Stored data
· · · · ·
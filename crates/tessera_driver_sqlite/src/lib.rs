//! SQLite backend adapter for Tessera, built on `rusqlite` (bundled).

mod driver;

pub use driver::{register, SqliteAdapter};
//! In-memory fake backend for exercising routing, executors, and the
//! transaction coordinator without a real database.

use crate::adapter::{
    Adapter, BackendConnection, BackendTransaction, ExecResult, Rows, TxOptions,
};
use crate::config::DatabaseConfig;
use crate::environment::Environment;
use crate::error::ShardError;
use crate::value::Value;
use std::collections::{HashMap, HashSet, VecDeque};
use std::sync::atomic::{AtomicUsize, Ordering};
use std::sync::{Arc, Mutex};

#[derive(Default)]
pub(crate) struct FakeState {
    statements: Mutex<HashMap<String, Vec<(String, Vec<Value>)>>>,
    chronological: Mutex<Vec<(String, String)>>,
    scripted_rows: Mutex<HashMap<String, VecDeque<Rows>>>,
    sequences: Mutex<HashMap<String, i64>>,
    exec_insert_ids: Mutex<HashMap<String, i64>>,
    fail_commit: Mutex<HashSet<String>>,
    closed: AtomicUsize,
    last_query_string: Mutex<Option<String>>,
}

impl FakeState {
    fn record(&self, dsn: &str, sql: &str, args: &[Value]) {
        self.statements
            .lock()
            .unwrap()
            .entry(dsn.to_string())
            .or_default()
            .push((sql.to_string(), args.to_vec()));
        self.chronological
            .lock()
            .unwrap()
            .push((dsn.to_string(), sql.to_string()));
    }

    fn next_rows(&self, dsn: &str) -> Rows {
        self.scripted_rows
            .lock()
            .unwrap()
            .get_mut(dsn)
            .and_then(|queue| queue.pop_front())
            .unwrap_or_default()
    }

    fn exec_insert_id(&self, dsn: &str) -> i64 {
        self.exec_insert_ids
            .lock()
            .unwrap()
            .get(dsn)
            .copied()
            .unwrap_or(0)
    }
}

/// Shared inspection handle for everything the fake backends saw.
#[derive(Clone)]
pub(crate) struct FakeHandle(Arc<FakeState>);

impl FakeHandle {
    /// Every statement executed against `dsn`, transactional or not, in
    /// execution order.
    pub(crate) fn statements(&self, dsn: &str) -> Vec<String> {
        self.0
            .statements
            .lock()
            .unwrap()
            .get(dsn)
            .map(|log| log.iter().map(|(sql, _)| sql.clone()).collect())
            .unwrap_or_default()
    }

    /// Every `(dsn, sql)` pair in chronological order across all backends.
    pub(crate) fn chronological(&self) -> Vec<(String, String)> {
        self.0.chronological.lock().unwrap().clone()
    }

    pub(crate) fn args_of_last(&self, dsn: &str) -> Option<Vec<Value>> {
        self.0
            .statements
            .lock()
            .unwrap()
            .get(dsn)
            .and_then(|log| log.last().map(|(_, args)| args.clone()))
    }

    /// Queue a row set to be returned by the next query against `dsn`.
    pub(crate) fn push_rows(&self, dsn: &str, rows: Rows) {
        self.0
            .scripted_rows
            .lock()
            .unwrap()
            .entry(dsn.to_string())
            .or_default()
            .push_back(rows);
    }

    /// Set the sequencer so that the next allocation returns `last + 1`.
    pub(crate) fn set_sequence(&self, dsn: &str, last: i64) {
        self.0
            .sequences
            .lock()
            .unwrap()
            .insert(dsn.to_string(), last);
    }

    /// Script the driver-reported last-insert-id for plain exec calls.
    pub(crate) fn set_exec_insert_id(&self, dsn: &str, id: i64) {
        self.0
            .exec_insert_ids
            .lock()
            .unwrap()
            .insert(dsn.to_string(), id);
    }

    /// Make every commit against `dsn` fail.
    pub(crate) fn fail_commit_on(&self, dsn: &str) {
        self.0.fail_commit.lock().unwrap().insert(dsn.to_string());
    }

    pub(crate) fn closed_count(&self) -> usize {
        self.0.closed.load(Ordering::SeqCst)
    }

    pub(crate) fn last_query_string(&self) -> Option<String> {
        self.0.last_query_string.lock().unwrap().clone()
    }
}

pub(crate) struct FakeAdapter {
    state: Arc<FakeState>,
}

impl std::fmt::Debug for FakeAdapter {
    fn fmt(&self, f: &mut std::fmt::Formatter<'_>) -> std::fmt::Result {
        f.debug_struct("FakeAdapter").finish_non_exhaustive()
    }
}

impl FakeAdapter {
    pub(crate) fn new() -> Self {
        Self {
            state: Arc::new(FakeState::default()),
        }
    }

    pub(crate) fn handle(&self) -> FakeHandle {
        FakeHandle(self.state.clone())
    }
}

impl Adapter for FakeAdapter {
    fn name(&self) -> &'static str {
        "fake"
    }

    fn open_connection(
        &self,
        config: &DatabaseConfig,
        query_string: &str,
    ) -> Result<Box<dyn BackendConnection>, ShardError> {
        *self.state.last_query_string.lock().unwrap() = if query_string.is_empty() {
            None
        } else {
            Some(query_string.to_string())
        };
        Ok(Box::new(FakeConnection {
            dsn: config.database.clone(),
            state: self.state.clone(),
        }))
    }

    fn exec_ddl(&self, _config: &DatabaseConfig) -> Result<(), ShardError> {
        Ok(())
    }

    fn current_sequence_id(
        &self,
        conn: &dyn BackendConnection,
        _table: &str,
    ) -> Result<i64, ShardError> {
        Ok(self
            .state
            .sequences
            .lock()
            .unwrap()
            .get(conn.dsn())
            .copied()
            .unwrap_or(0))
    }

    fn next_sequence_id(
        &self,
        conn: &dyn BackendConnection,
        _table: &str,
    ) -> Result<i64, ShardError> {
        let mut sequences = self.state.sequences.lock().unwrap();
        let next = sequences.get(conn.dsn()).copied().unwrap_or(0) + 1;
        sequences.insert(conn.dsn().to_string(), next);
        Ok(next)
    }

    fn create_sequencer_table_if_not_exists(
        &self,
        conn: &dyn BackendConnection,
        table: &str,
    ) -> Result<(), ShardError> {
        conn.exec(
            &format!("CREATE TABLE IF NOT EXISTS {table}_ids (id INTEGER)"),
            &[],
        )?;
        Ok(())
    }

    fn insert_row_to_sequencer_if_not_exists(
        &self,
        conn: &dyn BackendConnection,
        table: &str,
    ) -> Result<(), ShardError> {
        conn.exec(&format!("INSERT INTO {table}_ids (id) VALUES (0)"), &[])?;
        Ok(())
    }
}

struct FakeConnection {
    dsn: String,
    state: Arc<FakeState>,
}

impl BackendConnection for FakeConnection {
    fn dsn(&self) -> &str {
        &self.dsn
    }

    fn exec(&self, sql: &str, args: &[Value]) -> Result<ExecResult, ShardError> {
        self.state.record(&self.dsn, sql, args);
        Ok(ExecResult::new(self.state.exec_insert_id(&self.dsn), 1))
    }

    fn query(&self, sql: &str, args: &[Value]) -> Result<Rows, ShardError> {
        self.state.record(&self.dsn, sql, args);
        Ok(self.state.next_rows(&self.dsn))
    }

    fn begin(&self, _options: &TxOptions) -> Result<Box<dyn BackendTransaction>, ShardError> {
        self.state.record(&self.dsn, "BEGIN", &[]);
        Ok(Box::new(FakeTransaction {
            dsn: self.dsn.clone(),
            state: self.state.clone(),
            finished: false,
        }))
    }

    fn close(&self) -> Result<(), ShardError> {
        self.state.closed.fetch_add(1, Ordering::SeqCst);
        Ok(())
    }
}

struct FakeTransaction {
    dsn: String,
    state: Arc<FakeState>,
    finished: bool,
}

impl BackendTransaction for FakeTransaction {
    fn exec(&mut self, sql: &str, args: &[Value]) -> Result<ExecResult, ShardError> {
        self.state.record(&self.dsn, sql, args);
        Ok(ExecResult::new(self.state.exec_insert_id(&self.dsn), 1))
    }

    fn query(&mut self, sql: &str, args: &[Value]) -> Result<Rows, ShardError> {
        self.state.record(&self.dsn, sql, args);
        Ok(self.state.next_rows(&self.dsn))
    }

    fn commit(&mut self) -> Result<(), ShardError> {
        if self.finished {
            return Ok(());
        }
        if self.state.fail_commit.lock().unwrap().contains(&self.dsn) {
            return Err(ShardError::backend(format!(
                "scripted commit failure on {}",
                self.dsn
            )));
        }
        self.finished = true;
        self.state.record(&self.dsn, "COMMIT", &[]);
        Ok(())
    }

    fn rollback(&mut self) -> Result<(), ShardError> {
        if self.finished {
            return Ok(());
        }
        self.finished = true;
        self.state.record(&self.dsn, "ROLLBACK", &[]);
        Ok(())
    }
}

/// Fresh environment with the fake adapter registered, plus its inspection
/// handle.
pub(crate) fn test_env() -> (Arc<Environment>, FakeHandle) {
    let env = Arc::new(Environment::new());
    let adapter = FakeAdapter::new();
    let handle = adapter.handle();
    env.register_adapter(Arc::new(adapter));
    (env, handle)
}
· · · · ·
**Task to complete**
Above are some lines. Repeat exactly, and only, those from the line that has "fn record(&self, dsn: &str, sql: &str, args: &[Value])" through the line that has "across all backends.".

**Answer space**
    fn record(&self, dsn: &str, sql: &str, args: &[Value]) {
        self.statements
            .lock()
            .unwrap()
            .entry(dsn.to_string())
            .or_default()
            .push((sql.to_string(), args.to_vec()));
        self.chronological
            .lock()
            .unwrap()
            .push((dsn.to_string(), sql.to_string()));
    }

    fn next_rows(&self, dsn: &str) -> Rows {
        self.scripted_rows
            .lock()
            .unwrap()
            .get_mut(dsn)
            .and_then(|queue| queue.pop_front())
            .unwrap_or_default()
    }

    fn exec_insert_id(&self, dsn: &str) -> i64 {
        self.exec_insert_ids
            .lock()
            .unwrap()
            .get(dsn)
            .copied()
            .unwrap_or(0)
    }
}

/// Shared inspection handle for everything the fake backends saw.
#[derive(Clone)]
pub(crate) struct FakeHandle(Arc<FakeState>);

impl FakeHandle {
    /// Every statement executed against `dsn`, transactional or not, in
    /// execution order.
    pub(crate) fn statements(&self, dsn: &str) -> Vec<String> {
        self.0
            .statements
            .lock()
            .unwrap()
            .get(dsn)
            .map(|log| log.iter().map(|(sql, _)| sql.clone()).collect())
            .unwrap_or_default()
    }

    /// Every `(dsn, sql)` pair in chronological order across all backends.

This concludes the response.